I am watching Bush’s press conference. He is saying that we will get most of the money used for the bailout back when the economy improves. This sounds like “liberating Iraq will pay for itself”.
It also seems that easy money, in the form of low interest loans, creates consumption which may be good for the economy in the short term, is not sustainable for a long period of time.
It might be better to end the nations credit addiction now rather than a few years from now.
Makes a lot of sense. Step one is admitting you have a problem.
The banks are like drug dealers they offer you easy money but the hangover can be pretty bad. Of course drug dealers don’t claim they are making the economy run.
The bailout seems like an attempt to band-aid over the real problem and keep investment bankers employed. I hope the bailout if it passes helps homeowners and leaves everyone to suffer the consequences of their bad decisions.
I agree that keeping bankers employed is a key factor of the problem. The old sales and trading operation didn’t make enough money, so the banks had to act like hedge funds and take leveraged risks to cover their money losing operations.
But also complicit in the mess were the rating agencies, who equated junk with riskless treasuries. And guess who chartered and regulated the rating agencies? Yes, the government. So regulation and government oversight, which is the “solution” proffered by many in government (isn’t that a conflict of interest) is actually what got the greedy bankers the cover they needed to sell securitized mortgages for 130, when they were only worth 100 (and now trading at 40 with credit dried up).
They ramped up, drank way too much of their own kool-aid…they didn’t have billions of tech IPO shares they couldn’t get rid of when the market got smart about what was going on…there were enough suckers out there to make a buck and bolt.
The securitizations that didn’t sell, ended up being owned by the dealers that made them.
They got stuck with inventory…just like the company that manufactured lawn darts…you know that they had a warehouse of those things that ended up in a landfill.

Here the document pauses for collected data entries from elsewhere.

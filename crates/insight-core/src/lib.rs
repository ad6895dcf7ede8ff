//! # Insight Core
//!
//! 애널리스트 레이팅 변경 이벤트와 일봉 가격 데이터를 다루는 핵심 도메인 타입을 제공합니다.
//!
//! - 레이팅 이벤트 (수집 형식 / 저장 형식)
//! - 브로커 레이팅 정규화 (buy / hold / sell)
//! - 일봉 OHLCV 가격 바와 티커 커버리지
//! - 추천 랭킹 결과 타입
//! - 로깅 인프라

pub mod logging;
pub mod types;

pub use logging::*;
pub use types::*;
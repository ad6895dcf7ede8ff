//! 도메인 타입.

pub mod price;
pub mod rating;
pub mod recommendation;

pub use price::*;
pub use rating::*;
pub use recommendation::*;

As someone who thinks we need to do something about overpopulation, I think we should encourage people to play lawn darts. Especially after drinking a few beers.

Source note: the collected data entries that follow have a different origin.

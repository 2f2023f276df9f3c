//! Stateless HTTP request builder and response parser for the todo API.
//!
//! # Design
//! `TodoClient` holds only a `base_url`. Each operation is split into a
//! `build_*` method that produces an `HttpRequest` and a `parse_*` method that
//! consumes an `HttpResponse`, so the I/O step in between is explicit.

use crate::error::ServiceError;
use crate::http::{HttpMethod, HttpRequest, HttpResponse};
use crate::types::Todo;

/// Builds `HttpRequest` values and parses `HttpResponse` values without
/// touching the network.
#[derive(Debug, Clone)]
pub struct TodoClient {
    base_url: String,
}

impl TodoClient {
    pub fn new(base_url: &str) -> Self {
        Self {
            base_url: base_url.trim_end_matches('/').to_string(),
        }
    }

    pub fn base_url(&self) -> &str {
        &self.base_url
    }

    pub fn build_list_todos(&self) -> HttpRequest {
        HttpRequest {
            method: HttpMethod::Get,
            path: format!("{}/todos", self.base_url),
            headers: Vec::new(),
            body: None,
        }
    }

    /// The whole todo is sent; the server stores `name` and `isDone` as given.
    pub fn build_update_todo(&self, todo: &Todo) -> Result<HttpRequest, ServiceError> {
        let body =
            serde_json::to_string(todo).map_err(|e| ServiceError::SerializationError(e.to_string()))?;
        Ok(HttpRequest {
            method: HttpMethod::Put,
            path: format!("{}/todos/{}", self.base_url, todo.id),
            headers: vec![("content-type".to_string(), "application/json".to_string())],
            body: Some(body),
        })
    }

    pub fn parse_list_todos(&self, response: HttpResponse) -> Result<Vec<Todo>, ServiceError> {
        check_status(&response, 200)?;
        serde_json::from_str(&response.body)
            .map_err(|e| ServiceError::DeserializationError(e.to_string()))
    }

    pub fn parse_update_todo(&self, response: HttpResponse) -> Result<Todo, ServiceError> {
        check_status(&response, 200)?;
        serde_json::from_str(&response.body)
            .map_err(|e| ServiceError::DeserializationError(e.to_string()))
    }
}

/// Map non-success status codes to the appropriate `ServiceError` variant.
fn check_status(response: &HttpResponse, expected: u16) -> Result<(), ServiceError> {
    if response.status == expected {
        return Ok(());
    }
    if response.status == 404 {
        return Err(ServiceError::NotFound);
    }
    Err(ServiceError::HttpError {
        status: response.status,
        body: response.body.clone(),
    })
}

JR: I know that Malthus is your high priest, but maybe a wise man like you would want to allow for the prospect of economic growth. Whether you believe in Darwin’s natural and sexual selection or an omniscient God, it is possible for evolution and innovation to improve lifestyle and life expectancy. I would offer you the last 400 years of history as evidence as to such.
Yes, millions have died, but the greatest concentrations have been in facist regimes of Nazi Germany, Soviet Russia, and Maoist China. Not massive starvation.

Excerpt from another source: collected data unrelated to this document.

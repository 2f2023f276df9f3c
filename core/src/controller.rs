//! The mediator between one model and its views.
//!
//! # Design
//! `Controller` and `MultiViewController` are pure coordination state: an
//! optional model plus one or many views. They hold no domain data. The model
//! is owned (the controller is its single holder); views are held weakly, so
//! a view that is dropped while a fetch is in flight silently stops receiving
//! updates instead of dangling.
//!
//! `TodoControllerImpl` (one view) and `MultiViewTodoController` (fan-out)
//! implement `TodoController`, the interface both the model and the views
//! program against. Every method is a no-op while the relevant side is
//! unbound.

use std::cell::RefCell;
use std::rc::{Rc, Weak};

use tracing::debug;

use crate::model::TodoModel;
use crate::types::{Todo, TodoId};
use crate::view::TodoView;

/// Intent and update operations of the todo mediator.
///
/// Views call the intent half (`start_fetch_todos`, `toggle_todo_done`); the
/// model calls the update half (`update_views_with_todos`,
/// `update_view_with_error`).
pub trait TodoController {
    fn start_fetch_todos(&self);

    fn toggle_todo_done(&self, id: TodoId);

    fn update_views_with_todos(&self, todos: &[Todo]);

    fn update_view_with_error(&self, message: &str);
}

/// Controllers a model binds itself to when it is created.
pub trait ModelBinding {
    fn bind_model(&self, model: Rc<dyn TodoModel>);
}

/// Coordination state for exactly one model and at most one view.
pub struct Controller<M: ?Sized, V: ?Sized> {
    model: RefCell<Option<Rc<M>>>,
    view: RefCell<Option<Weak<V>>>,
}

impl<M: ?Sized, V: ?Sized> Controller<M, V> {
    pub fn new() -> Self {
        Self {
            model: RefCell::new(None),
            view: RefCell::new(None),
        }
    }

    pub fn model(&self) -> Option<Rc<M>> {
        self.model.borrow().clone()
    }

    /// Binds `model`, replacing any earlier binding.
    pub fn set_model(&self, model: Rc<M>) {
        *self.model.borrow_mut() = Some(model);
    }

    /// The bound view, unless none was set or it has since been dropped.
    pub fn view(&self) -> Option<Rc<V>> {
        self.view.borrow().as_ref().and_then(Weak::upgrade)
    }

    /// Binds `view`, replacing any earlier binding. Only a weak reference is
    /// kept.
    pub fn set_view(&self, view: Rc<V>) {
        *self.view.borrow_mut() = Some(Rc::downgrade(&view));
    }
}

impl<M: ?Sized, V: ?Sized> Default for Controller<M, V> {
    fn default() -> Self {
        Self::new()
    }
}

/// Coordination state for exactly one model and an ordered list of views.
pub struct MultiViewController<M: ?Sized, V: ?Sized> {
    model: RefCell<Option<Rc<M>>>,
    views: RefCell<Vec<Weak<V>>>,
}

impl<M: ?Sized, V: ?Sized> MultiViewController<M, V> {
    pub fn new() -> Self {
        Self {
            model: RefCell::new(None),
            views: RefCell::new(Vec::new()),
        }
    }

    pub fn model(&self) -> Option<Rc<M>> {
        self.model.borrow().clone()
    }

    pub fn set_model(&self, model: Rc<M>) {
        *self.model.borrow_mut() = Some(model);
    }

    /// Live views in registration order. Dropped views are skipped.
    pub fn views(&self) -> Vec<Rc<V>> {
        self.views
            .borrow()
            .iter()
            .filter_map(Weak::upgrade)
            .collect()
    }

    /// Appends `view`. No de-duplication: a view added twice is notified
    /// twice. Entries of views dropped since are pruned here.
    pub fn add_view(&self, view: Rc<V>) {
        let mut views = self.views.borrow_mut();
        views.retain(|existing| existing.strong_count() > 0);
        views.push(Rc::downgrade(&view));
    }
}

impl<M: ?Sized, V: ?Sized> Default for MultiViewController<M, V> {
    fn default() -> Self {
        Self::new()
    }
}

/// Single-view todo mediator.
#[derive(Default)]
pub struct TodoControllerImpl {
    base: Controller<dyn TodoModel, dyn TodoView>,
}

impl TodoControllerImpl {
    pub fn new() -> Self {
        Self::default()
    }

    pub fn set_model(&self, model: Rc<dyn TodoModel>) {
        self.base.set_model(model);
    }

    pub fn model(&self) -> Option<Rc<dyn TodoModel>> {
        self.base.model()
    }

    pub fn set_view(&self, view: Rc<dyn TodoView>) {
        self.base.set_view(view);
    }

    pub fn view(&self) -> Option<Rc<dyn TodoView>> {
        self.base.view()
    }
}

impl ModelBinding for TodoControllerImpl {
    fn bind_model(&self, model: Rc<dyn TodoModel>) {
        self.set_model(model);
    }
}

impl TodoController for TodoControllerImpl {
    fn start_fetch_todos(&self) {
        match self.base.model() {
            Some(model) => model.fetch_todos(),
            None => debug!("start_fetch_todos ignored: no model bound"),
        }
    }

    fn toggle_todo_done(&self, id: TodoId) {
        match self.base.model() {
            Some(model) => model.toggle_todo_done(id),
            None => debug!(%id, "toggle_todo_done ignored: no model bound"),
        }
    }

    fn update_views_with_todos(&self, todos: &[Todo]) {
        match self.base.view() {
            Some(view) => view.show_todos(todos),
            None => debug!(count = todos.len(), "todos dropped: no view bound"),
        }
    }

    fn update_view_with_error(&self, message: &str) {
        match self.base.view() {
            Some(view) => view.show_error(message),
            None => debug!(error = message, "error dropped: no view bound"),
        }
    }
}

/// Todo mediator that fans every update out to all registered views.
#[derive(Default)]
pub struct MultiViewTodoController {
    base: MultiViewController<dyn TodoModel, dyn TodoView>,
}

impl MultiViewTodoController {
    pub fn new() -> Self {
        Self::default()
    }

    pub fn set_model(&self, model: Rc<dyn TodoModel>) {
        self.base.set_model(model);
    }

    pub fn model(&self) -> Option<Rc<dyn TodoModel>> {
        self.base.model()
    }

    pub fn add_view(&self, view: Rc<dyn TodoView>) {
        self.base.add_view(view);
    }

    pub fn views(&self) -> Vec<Rc<dyn TodoView>> {
        self.base.views()
    }
}

impl ModelBinding for MultiViewTodoController {
    fn bind_model(&self, model: Rc<dyn TodoModel>) {
        self.set_model(model);
    }
}

impl TodoController for MultiViewTodoController {
    fn start_fetch_todos(&self) {
        match self.base.model() {
            Some(model) => model.fetch_todos(),
            None => debug!("start_fetch_todos ignored: no model bound"),
        }
    }

    fn toggle_todo_done(&self, id: TodoId) {
        match self.base.model() {
            Some(model) => model.toggle_todo_done(id),
            None => debug!(%id, "toggle_todo_done ignored: no model bound"),
        }
    }

    fn update_views_with_todos(&self, todos: &[Todo]) {
        let views = self.base.views();
        debug!(views = views.len(), count = todos.len(), "relaying todos");
        for view in views {
            view.show_todos(todos);
        }
    }

    fn update_view_with_error(&self, message: &str) {
        let views = self.base.views();
        debug!(views = views.len(), error = message, "relaying error");
        for view in views {
            view.show_error(message);
        }
    }
}

#[cfg(test)]
mod tests {
    use std::cell::Cell;

    use super::*;

    /// Appends `"<tag>:todos:<ids>"` / `"<tag>:error:<msg>"` to a shared log.
    struct LoggingView {
        tag: &'static str,
        log: Rc<RefCell<Vec<String>>>,
    }

    impl LoggingView {
        fn new(tag: &'static str, log: &Rc<RefCell<Vec<String>>>) -> Rc<Self> {
            Rc::new(Self {
                tag,
                log: Rc::clone(log),
            })
        }
    }

    impl TodoView for LoggingView {
        fn show_todos(&self, todos: &[Todo]) {
            let ids: Vec<String> = todos.iter().map(|t| t.id.to_string()).collect();
            self.log
                .borrow_mut()
                .push(format!("{}:todos:{}", self.tag, ids.join(",")));
        }

        fn show_error(&self, message: &str) {
            self.log
                .borrow_mut()
                .push(format!("{}:error:{message}", self.tag));
        }
    }

    #[derive(Default)]
    struct CountingModel {
        fetches: Cell<usize>,
        toggles: RefCell<Vec<TodoId>>,
    }

    impl TodoModel for CountingModel {
        fn fetch_todos(&self) {
            self.fetches.set(self.fetches.get() + 1);
        }

        fn toggle_todo_done(&self, id: TodoId) {
            self.toggles.borrow_mut().push(id);
        }
    }

    #[test]
    fn intents_before_set_model_are_no_ops() {
        let log = Rc::new(RefCell::new(Vec::new()));
        let controller = MultiViewTodoController::new();
        controller.add_view(LoggingView::new("a", &log));

        controller.start_fetch_todos();
        controller.toggle_todo_done(TodoId(1));

        assert!(controller.model().is_none());
        assert!(log.borrow().is_empty());

        let single = TodoControllerImpl::new();
        single.start_fetch_todos();
        single.toggle_todo_done(TodoId(1));
        assert!(single.model().is_none());
    }

    #[test]
    fn intents_forward_to_bound_model() {
        let model = Rc::new(CountingModel::default());
        let controller = TodoControllerImpl::new();
        controller.set_model(model.clone());

        controller.start_fetch_todos();
        controller.toggle_todo_done(TodoId(4));

        assert_eq!(model.fetches.get(), 1);
        assert_eq!(*model.toggles.borrow(), vec![TodoId(4)]);
    }

    #[test]
    fn set_model_last_write_wins() {
        let first = Rc::new(CountingModel::default());
        let second = Rc::new(CountingModel::default());
        let controller = MultiViewTodoController::new();
        controller.set_model(first.clone());
        controller.set_model(second.clone());

        controller.start_fetch_todos();

        assert_eq!(first.fetches.get(), 0);
        assert_eq!(second.fetches.get(), 1);
    }

    #[test]
    fn fan_out_follows_registration_order() {
        let log = Rc::new(RefCell::new(Vec::new()));
        let a = LoggingView::new("a", &log);
        let b = LoggingView::new("b", &log);
        let c = LoggingView::new("c", &log);
        let controller = MultiViewTodoController::new();
        controller.add_view(b.clone());
        controller.add_view(a.clone());
        controller.add_view(c.clone());

        controller.update_views_with_todos(&[Todo::new(1, "A", false)]);
        controller.update_view_with_error("boom");

        assert_eq!(
            *log.borrow(),
            vec![
                "b:todos:1",
                "a:todos:1",
                "c:todos:1",
                "b:error:boom",
                "a:error:boom",
                "c:error:boom",
            ]
        );
    }

    #[test]
    fn duplicate_registration_notifies_twice() {
        let log = Rc::new(RefCell::new(Vec::new()));
        let a = LoggingView::new("a", &log);
        let controller = MultiViewTodoController::new();
        controller.add_view(a.clone());
        controller.add_view(a.clone());

        controller.update_views_with_todos(&[]);

        assert_eq!(*log.borrow(), vec!["a:todos:", "a:todos:"]);
    }

    #[test]
    fn dropped_view_is_skipped() {
        let log = Rc::new(RefCell::new(Vec::new()));
        let a = LoggingView::new("a", &log);
        let b = LoggingView::new("b", &log);
        let controller = MultiViewTodoController::new();
        controller.add_view(a.clone());
        controller.add_view(b.clone());
        drop(a);

        controller.update_views_with_todos(&[Todo::new(2, "B", true)]);

        assert_eq!(controller.views().len(), 1);
        assert_eq!(*log.borrow(), vec!["b:todos:2"]);
    }

    #[test]
    fn add_view_prunes_dropped_entries() {
        let log = Rc::new(RefCell::new(Vec::new()));
        let controller = MultiViewTodoController::new();
        for tag in ["a", "b", "c"] {
            controller.add_view(LoggingView::new(tag, &log));
        }
        let kept = LoggingView::new("kept", &log);
        controller.add_view(kept.clone());

        assert_eq!(controller.base.views.borrow().len(), 1);
        controller.update_views_with_todos(&[]);
        assert_eq!(*log.borrow(), vec!["kept:todos:"]);
    }

    #[test]
    fn single_view_updates_are_no_ops_when_unbound_or_dropped() {
        let log = Rc::new(RefCell::new(Vec::new()));
        let controller = TodoControllerImpl::new();
        controller.update_views_with_todos(&[Todo::new(1, "A", false)]);
        controller.update_view_with_error("ignored");
        assert!(log.borrow().is_empty());

        let view = LoggingView::new("only", &log);
        controller.set_view(view.clone());
        controller.update_view_with_error("shown");
        drop(view);
        controller.update_view_with_error("after drop");

        assert!(controller.view().is_none());
        assert_eq!(*log.borrow(), vec!["only:error:shown"]);
    }

    #[test]
    fn set_view_replaces_previous_view() {
        let log = Rc::new(RefCell::new(Vec::new()));
        let first = LoggingView::new("first", &log);
        let second = LoggingView::new("second", &log);
        let controller = TodoControllerImpl::new();
        controller.set_view(first.clone());
        controller.set_view(second.clone());

        controller.update_views_with_todos(&[Todo::new(5, "E", false)]);

        assert_eq!(*log.borrow(), vec!["second:todos:5"]);
    }
}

Africa is still suffering from starvation, but even more from clean water and malaria issues. If they had our broken government and financial system, they would still be far better off, rather than approximating the morbidity and wealth of our Founding Fathers.
Hey CB:
My endorsement of lawn darts as a population control device may have been somewhat facetious.
I do think that easy credit is creating its own crisis in that encourages people to build houses and shopping centers that we neither need nor want. This increases the inventory of homes and further depresses the prices, which leads to more foreclosures and undermines the mortgage backed securities we are trying to prop-up.
That is the main reason I am against the bailout/rescue. It will just make the problem worse in a few years as people will take the easy credit and use it to build more stuff no one wants.
I agree that easy credit is a horrible thing. I do not want the Fed to cut rates, even though it might save my job. That is the difference between me and the politicians (and a lot of my colleagues, too).
If the bailout seemed like it would keep people employed long-term I would probably be more in favor of it. To me it seems like it will encourage more of the same without fixing the problem, which is essentialy an over-supply of mone and an under-supply of good things to do with it.